Exercise
Identify all lines in the data containing the string "InvalidTarget". Copy them out.

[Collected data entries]
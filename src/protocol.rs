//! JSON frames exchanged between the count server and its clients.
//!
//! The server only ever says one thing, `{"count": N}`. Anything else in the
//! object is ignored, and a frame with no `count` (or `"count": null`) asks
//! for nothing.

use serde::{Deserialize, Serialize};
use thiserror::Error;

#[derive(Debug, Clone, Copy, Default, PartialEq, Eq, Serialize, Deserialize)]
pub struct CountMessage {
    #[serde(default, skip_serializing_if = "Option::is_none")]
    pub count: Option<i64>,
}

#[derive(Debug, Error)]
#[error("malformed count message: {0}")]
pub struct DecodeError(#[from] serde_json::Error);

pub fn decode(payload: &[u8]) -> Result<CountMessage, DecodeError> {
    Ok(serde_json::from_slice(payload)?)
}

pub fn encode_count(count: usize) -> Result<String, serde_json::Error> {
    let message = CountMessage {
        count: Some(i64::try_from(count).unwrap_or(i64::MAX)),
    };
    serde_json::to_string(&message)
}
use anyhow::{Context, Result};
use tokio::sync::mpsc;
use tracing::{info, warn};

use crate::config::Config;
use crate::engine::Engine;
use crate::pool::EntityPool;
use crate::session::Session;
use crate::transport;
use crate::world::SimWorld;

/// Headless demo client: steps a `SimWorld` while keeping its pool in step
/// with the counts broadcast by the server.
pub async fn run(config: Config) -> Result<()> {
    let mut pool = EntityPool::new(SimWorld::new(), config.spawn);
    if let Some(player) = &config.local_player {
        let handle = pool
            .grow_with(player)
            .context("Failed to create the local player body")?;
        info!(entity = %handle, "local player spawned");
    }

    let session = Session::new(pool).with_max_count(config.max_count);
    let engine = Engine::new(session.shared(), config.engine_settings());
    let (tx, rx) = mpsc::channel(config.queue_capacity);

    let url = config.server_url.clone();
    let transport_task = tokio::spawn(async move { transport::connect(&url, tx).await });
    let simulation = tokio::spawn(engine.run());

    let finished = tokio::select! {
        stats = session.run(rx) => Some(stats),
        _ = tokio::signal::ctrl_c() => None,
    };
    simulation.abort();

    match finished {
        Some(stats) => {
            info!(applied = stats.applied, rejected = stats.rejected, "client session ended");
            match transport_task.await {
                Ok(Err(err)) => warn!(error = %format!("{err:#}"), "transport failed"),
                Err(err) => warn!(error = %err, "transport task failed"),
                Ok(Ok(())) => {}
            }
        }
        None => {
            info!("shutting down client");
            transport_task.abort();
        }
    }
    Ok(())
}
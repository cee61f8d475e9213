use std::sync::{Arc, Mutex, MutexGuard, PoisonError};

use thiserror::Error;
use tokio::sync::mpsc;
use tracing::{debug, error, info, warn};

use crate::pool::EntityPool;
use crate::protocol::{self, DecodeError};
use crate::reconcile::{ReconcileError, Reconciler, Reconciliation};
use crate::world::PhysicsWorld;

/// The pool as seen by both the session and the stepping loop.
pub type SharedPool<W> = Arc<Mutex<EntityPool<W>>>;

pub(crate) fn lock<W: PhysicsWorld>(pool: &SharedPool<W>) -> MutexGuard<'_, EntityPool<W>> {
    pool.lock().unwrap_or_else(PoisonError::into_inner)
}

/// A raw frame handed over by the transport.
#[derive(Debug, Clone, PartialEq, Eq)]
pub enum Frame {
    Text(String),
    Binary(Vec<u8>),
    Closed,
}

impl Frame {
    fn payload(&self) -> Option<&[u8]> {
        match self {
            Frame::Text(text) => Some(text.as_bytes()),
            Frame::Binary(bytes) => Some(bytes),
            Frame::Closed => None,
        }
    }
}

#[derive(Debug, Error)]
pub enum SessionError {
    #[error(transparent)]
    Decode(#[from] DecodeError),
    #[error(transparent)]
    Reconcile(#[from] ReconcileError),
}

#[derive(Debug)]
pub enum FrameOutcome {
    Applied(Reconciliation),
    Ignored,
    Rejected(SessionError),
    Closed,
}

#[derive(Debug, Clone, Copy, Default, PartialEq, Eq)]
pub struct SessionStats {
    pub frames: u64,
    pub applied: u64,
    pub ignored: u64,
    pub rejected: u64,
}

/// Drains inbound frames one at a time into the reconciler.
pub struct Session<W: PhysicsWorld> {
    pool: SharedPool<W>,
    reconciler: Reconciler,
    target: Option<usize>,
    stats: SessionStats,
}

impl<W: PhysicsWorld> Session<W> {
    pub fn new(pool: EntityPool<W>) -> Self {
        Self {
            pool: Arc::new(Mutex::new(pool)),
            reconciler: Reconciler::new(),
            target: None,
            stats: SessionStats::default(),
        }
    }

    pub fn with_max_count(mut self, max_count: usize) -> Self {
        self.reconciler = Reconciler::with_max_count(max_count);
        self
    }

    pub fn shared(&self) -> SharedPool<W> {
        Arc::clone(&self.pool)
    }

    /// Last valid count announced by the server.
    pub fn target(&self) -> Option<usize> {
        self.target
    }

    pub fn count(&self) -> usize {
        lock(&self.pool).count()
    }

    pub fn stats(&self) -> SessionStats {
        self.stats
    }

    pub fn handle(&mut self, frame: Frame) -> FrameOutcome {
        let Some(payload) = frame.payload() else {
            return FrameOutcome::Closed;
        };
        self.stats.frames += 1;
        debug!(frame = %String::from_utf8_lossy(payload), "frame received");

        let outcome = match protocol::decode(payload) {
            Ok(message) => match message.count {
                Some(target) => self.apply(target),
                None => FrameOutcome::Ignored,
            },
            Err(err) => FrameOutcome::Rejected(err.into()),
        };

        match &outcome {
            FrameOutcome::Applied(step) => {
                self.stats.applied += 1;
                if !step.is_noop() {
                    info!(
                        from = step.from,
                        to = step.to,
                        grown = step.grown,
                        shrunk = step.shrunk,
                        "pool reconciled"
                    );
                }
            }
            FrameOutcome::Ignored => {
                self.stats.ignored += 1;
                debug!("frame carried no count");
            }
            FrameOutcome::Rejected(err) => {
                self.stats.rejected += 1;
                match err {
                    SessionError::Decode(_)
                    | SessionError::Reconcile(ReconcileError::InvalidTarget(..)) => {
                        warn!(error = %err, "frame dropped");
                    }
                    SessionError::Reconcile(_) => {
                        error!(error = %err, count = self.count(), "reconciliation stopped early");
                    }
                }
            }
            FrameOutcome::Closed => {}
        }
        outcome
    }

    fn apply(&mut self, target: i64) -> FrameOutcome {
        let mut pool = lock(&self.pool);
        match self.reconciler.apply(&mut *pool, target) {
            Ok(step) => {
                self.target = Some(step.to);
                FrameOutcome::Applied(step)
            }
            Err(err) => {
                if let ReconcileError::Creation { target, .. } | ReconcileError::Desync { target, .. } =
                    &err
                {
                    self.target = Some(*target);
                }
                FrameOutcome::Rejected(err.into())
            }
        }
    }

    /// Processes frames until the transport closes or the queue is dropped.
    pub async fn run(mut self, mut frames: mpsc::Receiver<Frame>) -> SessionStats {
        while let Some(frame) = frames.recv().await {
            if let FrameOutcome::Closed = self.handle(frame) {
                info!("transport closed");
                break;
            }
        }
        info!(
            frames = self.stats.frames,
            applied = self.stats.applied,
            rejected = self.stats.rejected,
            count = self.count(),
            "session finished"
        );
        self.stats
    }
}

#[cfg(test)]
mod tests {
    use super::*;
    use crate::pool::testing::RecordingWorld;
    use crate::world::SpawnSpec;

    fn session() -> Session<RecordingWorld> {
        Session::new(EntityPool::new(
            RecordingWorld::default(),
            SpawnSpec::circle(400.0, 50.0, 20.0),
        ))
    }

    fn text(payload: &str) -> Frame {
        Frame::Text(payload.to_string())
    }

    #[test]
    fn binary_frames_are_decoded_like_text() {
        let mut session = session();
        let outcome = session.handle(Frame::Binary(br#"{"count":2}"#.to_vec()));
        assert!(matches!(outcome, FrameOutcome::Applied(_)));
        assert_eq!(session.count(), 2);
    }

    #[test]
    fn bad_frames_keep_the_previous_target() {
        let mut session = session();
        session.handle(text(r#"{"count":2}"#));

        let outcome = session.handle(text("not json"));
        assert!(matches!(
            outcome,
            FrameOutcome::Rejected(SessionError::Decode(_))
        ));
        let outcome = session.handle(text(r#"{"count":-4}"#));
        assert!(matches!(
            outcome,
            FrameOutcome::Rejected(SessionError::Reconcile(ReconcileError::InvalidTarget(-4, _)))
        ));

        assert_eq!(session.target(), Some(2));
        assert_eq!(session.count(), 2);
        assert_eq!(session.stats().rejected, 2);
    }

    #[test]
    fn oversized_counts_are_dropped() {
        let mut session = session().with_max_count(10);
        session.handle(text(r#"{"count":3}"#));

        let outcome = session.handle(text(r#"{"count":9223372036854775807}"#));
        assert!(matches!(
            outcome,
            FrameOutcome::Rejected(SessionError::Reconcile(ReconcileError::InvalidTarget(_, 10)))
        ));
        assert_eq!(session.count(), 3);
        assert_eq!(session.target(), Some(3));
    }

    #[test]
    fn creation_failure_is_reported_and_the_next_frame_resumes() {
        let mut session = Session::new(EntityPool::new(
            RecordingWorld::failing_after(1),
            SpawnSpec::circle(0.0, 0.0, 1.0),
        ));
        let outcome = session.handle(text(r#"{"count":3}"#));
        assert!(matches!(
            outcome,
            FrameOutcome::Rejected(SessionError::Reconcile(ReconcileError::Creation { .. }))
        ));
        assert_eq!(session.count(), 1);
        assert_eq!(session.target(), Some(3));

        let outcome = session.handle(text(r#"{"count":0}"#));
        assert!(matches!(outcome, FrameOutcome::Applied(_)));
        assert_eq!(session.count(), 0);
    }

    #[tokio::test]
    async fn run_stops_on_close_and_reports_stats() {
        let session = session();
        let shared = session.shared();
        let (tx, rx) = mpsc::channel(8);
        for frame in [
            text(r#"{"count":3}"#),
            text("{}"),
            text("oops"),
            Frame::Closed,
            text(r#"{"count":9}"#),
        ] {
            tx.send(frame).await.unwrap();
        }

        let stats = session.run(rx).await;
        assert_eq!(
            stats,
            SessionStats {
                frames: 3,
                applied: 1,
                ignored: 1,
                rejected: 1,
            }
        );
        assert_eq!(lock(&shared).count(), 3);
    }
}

Response for this exercise
                    | SessionError::Reconcile(ReconcileError::InvalidTarget(..)) => {
            FrameOutcome::Rejected(SessionError::Reconcile(ReconcileError::InvalidTarget(-4, _)))
            FrameOutcome::Rejected(SessionError::Reconcile(ReconcileError::InvalidTarget(_, 10)))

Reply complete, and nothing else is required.